Not sure whats going on but rating is dropping fast. I went from having a 4.95 to a 4.8 What is the lowest it can go before lyft pulls the plug on me? I heard it was 4.86


----------



## john1975 (Jul 29, 2016)

DelaK said:


> Not sure whats going on but rating is dropping fast. I went from having a 4.95 to a 4.8 What is the lowest it can go before lyft pulls the plug on me? I heard it was 4.86


4.60. The thing I don't like is that their rating is based on the last 100 trips. That's too small a sample size. Ubers is 500. And lyft rounds it off I went from 4.8 to 5.0 back to 4.8 in two weeks. Just drive safe be pleasant and keep a clean car and you will be fine


----------



## DelaK (Dec 17, 2015)

john1975 said:


> 4.60. The thing I don't like is that their rating is based on the last 100 trips. That's too small a sample size. Ubers is 500. And lyft rounds it off I went from 4.8 to 5.0 back to 4.8 in two weeks. Just drive safe be pleasant and keep a clean car and you will be fine


OK thanks man. That makes sense cause I was driving for uber full time and I switched to lyft so that makes sense. My rating with uber never dropped below 4.85 so I got worried.


----------



## Pinapple Man (Aug 8, 2017)

DelaK said:


> Not sure whats going on but rating is dropping fast. I went from having a 4.95 to a 4.8 What is the lowest it can go before lyft pulls the plug on me? I heard it was 4.86


I went from 4.9 to 4.74 in one week. It is from picking up ghetto fares and FUBER rejects. Mine has stayed the same two days in a row, hopefully it will swing back. Trying to do a few extra rides to flush the shit out.


----------



## Adieu (Feb 21, 2016)

DelaK said:


> Not sure whats going on but rating is dropping fast. I went from having a 4.95 to a 4.8 What is the lowest it can go before lyft pulls the plug on me? I heard it was 4.86


It's "4.6" (=4.54 due to lyfts odd rounding system)



Pinapple Man said:


> I went from 4.9 to 4.74 in one week. It is from picking up ghetto fares and FUBER rejects. Mine has stayed the same two days in a row, hopefully it will swing back. Trying to do a few extra rides to flush the shit out.

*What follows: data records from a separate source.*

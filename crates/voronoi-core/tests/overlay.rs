// File: crates/voronoi-core/tests/overlay.rs
// Purpose: Hover routing through a mounted layer: enter/leave order, focus-mode arguments, margin band.

use std::cell::RefCell;
use std::rc::Rc;
use std::sync::Arc;

use voronoi_core::scale::identity;
use voronoi_core::types::OFFSCREEN;
use voronoi_core::{Domain, HoverCallbacks, Margins, Point, ScreenPoint, Series, VoronoiLayer, VoronoiProps};

type Log = Rc<RefCell<Vec<String>>>;

fn two_points() -> Arc<Vec<Series<&'static str>>> {
    Arc::new(vec![Series::with_data("s", vec![Point::new(25.0, 50.0, "A"), Point::new(75.0, 50.0, "B")])])
}

fn props(focus: bool, stack: bool, margins: Margins) -> VoronoiProps<&'static str> {
    VoronoiProps::builder(two_points(), Arc::new(Domain::new(0.0, 100.0, 0.0, 100.0)))
        .x_scale(identity())
        .y_scale(identity())
        .margins(margins)
        .size(100.0, 100.0)
        .focus(focus)
        .stack(stack)
        .build()
        .expect("valid props")
}

fn recording(log: &Log) -> HoverCallbacks<&'static str> {
    let over = Rc::clone(log);
    let out = Rc::clone(log);
    HoverCallbacks::new()
        .on_mouse_over(move |ev| {
            over.borrow_mut().push(format!("over:{}:{}:{:?}", ev.point.payload, ev.focus.is_some(), ev.stack))
        })
        .on_mouse_out(move |ev| out.borrow_mut().push(format!("out:{}", ev.point.payload)))
}

#[test]
fn enter_and_leave_fire_in_order() {
    let log: Log = Rc::default();
    let mut layer = VoronoiLayer::mount(props(false, false, Margins::zero()), recording(&log));
    assert_eq!(layer.overlay().len(), 2);

    let hit = layer.pointer_move(10.0, 50.0).map(|c| c.point.payload);
    assert_eq!(hit, Some("A"));
    layer.pointer_move(20.0, 40.0);
    assert_eq!(*log.borrow(), vec!["over:A:false:None"]);

    layer.pointer_move(90.0, 50.0);
    layer.pointer_leave();
    assert_eq!(*log.borrow(), vec!["over:A:false:None", "out:A", "over:B:false:None", "out:B"]);

    // outside the clip rect nothing is hit
    assert!(layer.pointer_move(150.0, 50.0).is_none());
    assert_eq!(log.borrow().len(), 4);
}

#[test]
fn focus_mode_passes_handle_and_stack_flag() {
    let log: Log = Rc::default();
    let mut layer = VoronoiLayer::mount(props(true, true, Margins::zero()), recording(&log));
    layer.pointer_move(80.0, 10.0);
    assert_eq!(*log.borrow(), vec!["over:B:true:Some(true)"]);
}

#[test]
fn track_focus_follows_hovered_site() {
    let mut layer = VoronoiLayer::mount(props(true, false, Margins::zero()), HoverCallbacks::track_focus());
    let focus = layer.focus().expect("focus enabled");
    assert_eq!(focus.position(), OFFSCREEN);
    assert!(!focus.is_visible());
    assert_eq!(focus.height(), 100.0);

    layer.pointer_move(10.0, 90.0);
    assert_eq!(layer.focus().map(|f| f.position()), Some(ScreenPoint::new(25.0, 50.0)));
    layer.pointer_move(60.0, 5.0);
    assert_eq!(layer.focus().map(|f| f.position()), Some(ScreenPoint::new(75.0, 50.0)));
    layer.pointer_leave();
    assert_eq!(layer.focus().map(|f| f.is_visible()), Some(false));
}

#[test]
fn focus_indicator_style_defaults() {
    let layer = VoronoiLayer::mount(props(true, false, Margins::zero()), HoverCallbacks::new());
    let style = *layer.focus().expect("focus enabled").style();
    assert_eq!(style.inner_radius, 3.0);
    assert_eq!(style.outer_radius, 7.0);
    assert_eq!(style.stroke_width, 2.0);
    assert_eq!(style.stroke_opacity, 0.5);
}

#[test]
fn no_focus_indicator_without_focus_flag() {
    let layer = VoronoiLayer::mount(props(false, false, Margins::zero()), HoverCallbacks::new());
    assert!(layer.focus().is_none());
}

#[test]
fn focus_flag_toggle_creates_and_drops_indicator() {
    let base = props(false, false, Margins::zero());
    let mut layer = VoronoiLayer::mount(base.clone(), HoverCallbacks::new());
    let mut on = base.clone();
    on.focus = true;
    layer.update(on);
    assert!(layer.focus().is_some());
    layer.update(base);
    assert!(layer.focus().is_none());
}

#[test]
fn margin_band_resolves_to_nearest_point() {
    let log: Log = Rc::default();
    let mut layer = VoronoiLayer::mount(props(false, false, Margins::new(20.0, 20.0, 20.0, 20.0)), recording(&log));
    assert_eq!(layer.pointer_move(-15.0, -15.0).map(|c| c.point.payload), Some("A"));
    assert_eq!(layer.pointer_move(118.0, 118.0).map(|c| c.point.payload), Some("B"));
}

#[test]
fn shared_edge_still_hits_a_region() {
    let mut layer = VoronoiLayer::mount(props(false, false, Margins::zero()), HoverCallbacks::new());
    assert!(layer.pointer_move(50.0, 50.0).is_some());
}

#[test]
fn clear_drops_hover_without_callbacks() {
    let log: Log = Rc::default();
    let mut layer = VoronoiLayer::mount(props(false, false, Margins::zero()), recording(&log));
    layer.pointer_move(10.0, 50.0);
    let next = layer.props().with_dataset(two_points());
    layer.update(next);
    assert!(layer.overlay().hovered().is_none());
    assert_eq!(*log.borrow(), vec!["over:A:false:None"]);

    // hovering again after the rebuild re-enters
    layer.pointer_move(10.0, 50.0);
    assert_eq!(log.borrow().last().map(String::as_str), Some("over:A:false:None"));
    assert_eq!(log.borrow().len(), 2);
}

#[test]
fn rebuild_parks_focus_indicator() {
    let mut layer = VoronoiLayer::mount(props(true, false, Margins::zero()), HoverCallbacks::track_focus());
    layer.pointer_move(10.0, 50.0);
    assert_eq!(layer.focus().map(|f| f.position()), Some(ScreenPoint::new(25.0, 50.0)));

    let next = layer.props().with_dataset(two_points());
    layer.update(next);
    assert!(layer.overlay().hovered().is_none());
    let focus = layer.focus().expect("indicator kept across rebuilds");
    assert!(!focus.is_visible());
    assert_eq!(focus.position(), OFFSCREEN);

    // reuse leaves the marker where the callbacks put it
    layer.pointer_move(90.0, 50.0);
    let same = layer.props().clone();
    layer.update(same);
    assert_eq!(layer.focus().map(|f| f.position()), Some(ScreenPoint::new(75.0, 50.0)));
}

#[test]
fn regions_are_closed_paths_over_cell_vertices() {
    let layer = VoronoiLayer::mount(props(false, false, Margins::zero()), HoverCallbacks::new());
    let region = &layer.overlay().regions()[0];
    assert_eq!(region.path().count_points(), region.cell().polygon.len());
    assert!(region.contains(ScreenPoint::new(5.0, 5.0)));
    assert!(!region.contains(ScreenPoint::new(95.0, 5.0)));
    assert_eq!(region.cell().path_data(), "M0,0L50,0L50,100L0,100Z");
}
// File: crates/voronoi-demo/src/main.rs
// Summary: Demo mounts a Voronoi hover layer over CSV (or generated) series, sweeps a pointer
// across it logging hover transitions, pans once to force a rebuild, and writes a PNG.

use std::path::{Path, PathBuf};
use std::sync::Arc;

use anyhow::{Context, Result};
use tracing::{info, warn};
use tracing_subscriber::EnvFilter;
use voronoi_core::{
    theme, Dataset, Domain, HoverCallbacks, HoverEvent, Margins, Point, RenderOptions, Series, VoronoiLayer, VoronoiProps,
};

const PLOT_W: f64 = 800.0;
const PLOT_H: f64 = 450.0;

/// What hover callbacks get back for each point.
#[derive(Clone, Debug)]
struct Row {
    series: String,
    index: usize,
}

fn main() -> Result<()> {
    tracing_subscriber::fmt()
        .with_env_filter(EnvFilter::try_from_default_env().unwrap_or_else(|_| EnvFilter::new("info")))
        .init();

    // args: [input.csv] [output.png]
    let mut args = std::env::args().skip(1);
    let input = args.next();
    let output = args.next().map(PathBuf::from).unwrap_or_else(|| PathBuf::from("target/out/voronoi_demo.png"));

    let dataset = match input.as_deref() {
        Some(path) => load_series_csv(Path::new(path)).with_context(|| format!("failed to load CSV '{}'", path))?,
        None => {
            info!("no input CSV given; using generated sample series");
            sample_dataset()
        }
    };
    let total: usize = dataset.iter().map(|s| s.len()).sum();
    if total == 0 {
        anyhow::bail!("no points loaded; check headers (series,x,y)");
    }
    info!("loaded {} series, {} points", dataset.len(), total);

    let stack = std::env::var("VORONOI_STACK").map(|v| v == "1").unwrap_or(false);
    let dataset = if stack { Series::stacked(&dataset) } else { dataset };
    let dataset = Arc::new(dataset);
    let domain = Arc::new(Domain::from_dataset(&dataset, stack));

    let props = build_props(Arc::clone(&dataset), Arc::clone(&domain), stack)?;
    let mut layer = VoronoiLayer::mount(props, hover_logging());
    info!("mounted layer with {} hit regions", layer.overlay().len());

    // diagonal sweep across the plot and its margin band
    let steps = 24;
    for i in 0..=steps {
        let t = i as f64 / steps as f64;
        layer.pointer_move(-20.0 + t * (PLOT_W + 40.0), -10.0 + t * (PLOT_H + 20.0));
    }
    layer.pointer_leave();

    // identical references: overlay is reused
    let same = layer.props().clone();
    info!("update with same inputs -> {:?}", layer.update(same));

    // pan: a new domain object rebuilds the partition
    let panned = Arc::new(domain.panned_by_pixels(-120.0, 0.0, PLOT_W, PLOT_H));
    let next = build_props(Arc::clone(&dataset), panned, stack)?;
    info!("update with panned domain -> {:?}", layer.update(next));

    let theme_name = std::env::var("VORONOI_THEME").unwrap_or_else(|_| "dark".to_string());
    let opts = RenderOptions { theme: theme::find(&theme_name), ..RenderOptions::default() };
    if !opts.theme.name.eq_ignore_ascii_case(&theme_name) {
        let known: Vec<_> = theme::presets().iter().map(|t| t.name).collect();
        warn!("unknown theme '{}', using dark (known: {})", theme_name, known.join(", "));
    }

    layer.pointer_move(PLOT_W * 0.5, PLOT_H * 0.5);
    layer.render_to_png(&opts, &output).with_context(|| format!("failed to write {}", output.display()))?;
    info!("wrote {}", output.display());
    layer.unmount();
    Ok(())
}

fn build_props(dataset: Arc<Dataset<Row>>, domain: Arc<Domain>, stack: bool) -> Result<VoronoiProps<Row>> {
    let props = VoronoiProps::builder(dataset, Arc::clone(&domain))
        .x_scale(domain.x_scale(PLOT_W).into_fn())
        .y_scale(domain.y_scale(PLOT_H).into_fn())
        .margins(Margins::default())
        .size(PLOT_W, PLOT_H)
        .focus(true)
        .stack(stack)
        .build()?;
    Ok(props)
}

fn hover_logging() -> HoverCallbacks<Row> {
    HoverCallbacks::new()
        .on_mouse_over(|ev: HoverEvent<'_, Row>| {
            info!(
                "over {}[{}] x={} y={} at ({:.1}, {:.1})",
                ev.point.payload.series, ev.point.payload.index, ev.point.x, ev.point.y, ev.site.x, ev.site.y
            );
            if let Some(focus) = ev.focus {
                focus.reposition(ev.site.x, ev.site.y);
            }
        })
        .on_mouse_out(|ev: HoverEvent<'_, Row>| {
            info!("out  {}[{}]", ev.point.payload.series, ev.point.payload.index);
            if let Some(focus) = ev.focus {
                focus.hide();
            }
        })
}

fn sample_dataset() -> Dataset<Row> {
    ["temperature", "humidity"]
        .iter()
        .enumerate()
        .map(|(k, name)| {
            let data = (0..60)
                .map(|i| {
                    let x = i as f64 * 0.5;
                    let y = 20.0 + 8.0 * (x * 0.4 + k as f64).sin() + k as f64 * 5.0;
                    // pre-quantized to a tenth, as source data usually is
                    let y = (y * 10.0).round() / 10.0;
                    Point::new(x, y, Row { series: name.to_string(), index: i })
                })
                .collect();
            Series::with_data(*name, data)
        })
        .collect()
}

/// Load `series,x,y` rows into one series per distinct series name (file order kept).
fn load_series_csv(path: &Path) -> Result<Dataset<Row>> {
    let mut rdr = csv::ReaderBuilder::new()
        .has_headers(true)
        .from_path(path)
        .with_context(|| format!("opening {}", path.display()))?;

    let headers = rdr.headers()?.iter().map(|h| h.trim().to_lowercase()).collect::<Vec<_>>();
    let idx = |names: &[&str]| headers.iter().position(|h| names.contains(&h.as_str()));
    let i_series = idx(&["series", "name", "group"]);
    let i_x = idx(&["x", "time", "t"]).context("missing x column")?;
    let i_y = idx(&["y", "value", "v"]).context("missing y column")?;

    let mut out: Dataset<Row> = Vec::new();
    let mut skipped = 0usize;
    for rec in rdr.records() {
        let rec = rec?;
        let parse = |i: usize| rec.get(i).and_then(|s| s.trim().parse::<f64>().ok());
        let name = i_series.and_then(|i| rec.get(i)).unwrap_or("series").trim().to_string();
        let (Some(x), Some(y)) = (parse(i_x), parse(i_y)) else {
            skipped += 1;
            continue;
        };
        let pos = match out.iter().position(|s| s.name == name) {
            Some(pos) => pos,
            None => {
                out.push(Series::new(name.clone()));
                out.len() - 1
            }
        };
        let index = out[pos].len();
        out[pos].push(Point::new(x, y, Row { series: name, index }));
    }
    if skipped > 0 {
        warn!("skipped {} rows with unparsable x/y", skipped);
    }
    Ok(out)
}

Ghetto aint too bad....its WEALTHY SUBURBIA thatll ding you


----------



## fairsailing (May 16, 2016)

If you are worried about your rating, just don't pickup anyone under 4.8 for awhile, it will go right back up.


----------



## Adieu (Feb 21, 2016)

fairsailing said:


> If you are worried about your rating, just don't pickup anyone under 4.8 for awhile, it will go right back up.


4.8-4.9 only, no 5.0s


----------



## fairsailing (May 16, 2016)

Adieu said:


> 4.8-4.9 only, no 5.0s


Ok, I'll bite, why no 5.0's? Those are my tippers.


----------



## Adieu (Feb 21, 2016)

fairsailing said:


> Ok, I'll bite, why no 5.0? Those are my tippers.


Many newish accounts on Lyft who SHOULD have atrocious ratings (signed up a new account after: too low to pickup uber/lyft ratings, promo code scammers, new accounts after putting a hold on puke/damage fees) but have only a couple rides.... if they run into a veteran or two early, they'll be 1.0-3.5 quickly... otherwise theyre 5*


----------



## fairsailing (May 16, 2016)

Adieu said:


> Many newish accounts on Lyft who SHOULD have atrocious ratings (signed up a new account after: too low to pickup uber/lyft ratings, promo code scammers, new accounts after putting a hold on puke/damage fees) but have only a couple rides.... if they run into a veteran or two early, they'll be 1.0-3.5 quickly... otherwise theyre 5*


Makes sense, just not my experience, might be a market difference or the fact that I don't work late. I actually love "new rider" ratings because I can train'em, but definitely could get some Uber rejects.


----------



## ROTA (Jun 23, 2017)

try pickin jason


----------



## Jamesp1234 (Sep 10, 2016)

Adieu said:


> 4.8-4.9 only, no 5.0s


I see a 5 and I start super scanning that ping. No photo, Odd name, picture of something strange - warning signs.
LINE and I ignore them totally.


----------



## Woohaa (Jan 15, 2017)

Pinapple Man said:


> I went from 4.9 to 4.74 in one week. It is from picking up ghetto fares


I pick up pax in low income areas quite often and my rating is fine. It must be you.


----------



## Pinapple Man (Aug 8, 2017)

Woohaa said:


> I pick up pax in low income areas quite often and my rating is fine. It must be you.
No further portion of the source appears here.